Your assignment: Hunt through the lines below for the string "self" and copy each one that has it.

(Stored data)
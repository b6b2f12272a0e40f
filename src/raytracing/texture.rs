use std::path::PathBuf;

use super::math::{Color, Vector};

/// Color used by texture maps, which are accepted but never sampled.
pub const TEXTURE_MAP_PLACEHOLDER: Color = Color {
    r: 0.9,
    g: 0.0,
    b: 0.0,
    a: 1.0,
};

#[derive(Debug, Clone, PartialEq)]
pub enum Texture {
    Solid(Color),
    /// 3D checkerboard of cubic cells with side `size`.
    Checker {
        primary: Color,
        secondary: Color,
        size: f64,
    },
    /// Image texture projected between two reference points. Image sampling
    /// is not supported: it always yields [`TEXTURE_MAP_PLACEHOLDER`].
    Map {
        path: PathBuf,
        p0: Vector,
        p1: Vector,
    },
}

impl Texture {
    pub fn color_at(&self, position: Vector, _normal: Vector) -> Color {
        match self {
            Texture::Solid(color) => *color,
            Texture::Checker {
                primary,
                secondary,
                size,
            } => {
                let cell = (position.x / size).floor()
                    + (position.y / size).floor()
                    + (position.z / size).floor();
                if cell.rem_euclid(2.0) == 0.0 {
                    *primary
                } else {
                    *secondary
                }
            }
            Texture::Map { .. } => TEXTURE_MAP_PLACEHOLDER,
        }
    }
}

Result of the task:
    pub fn color_at(&self, position: Vector, _normal: Vector) -> Color {
        match self {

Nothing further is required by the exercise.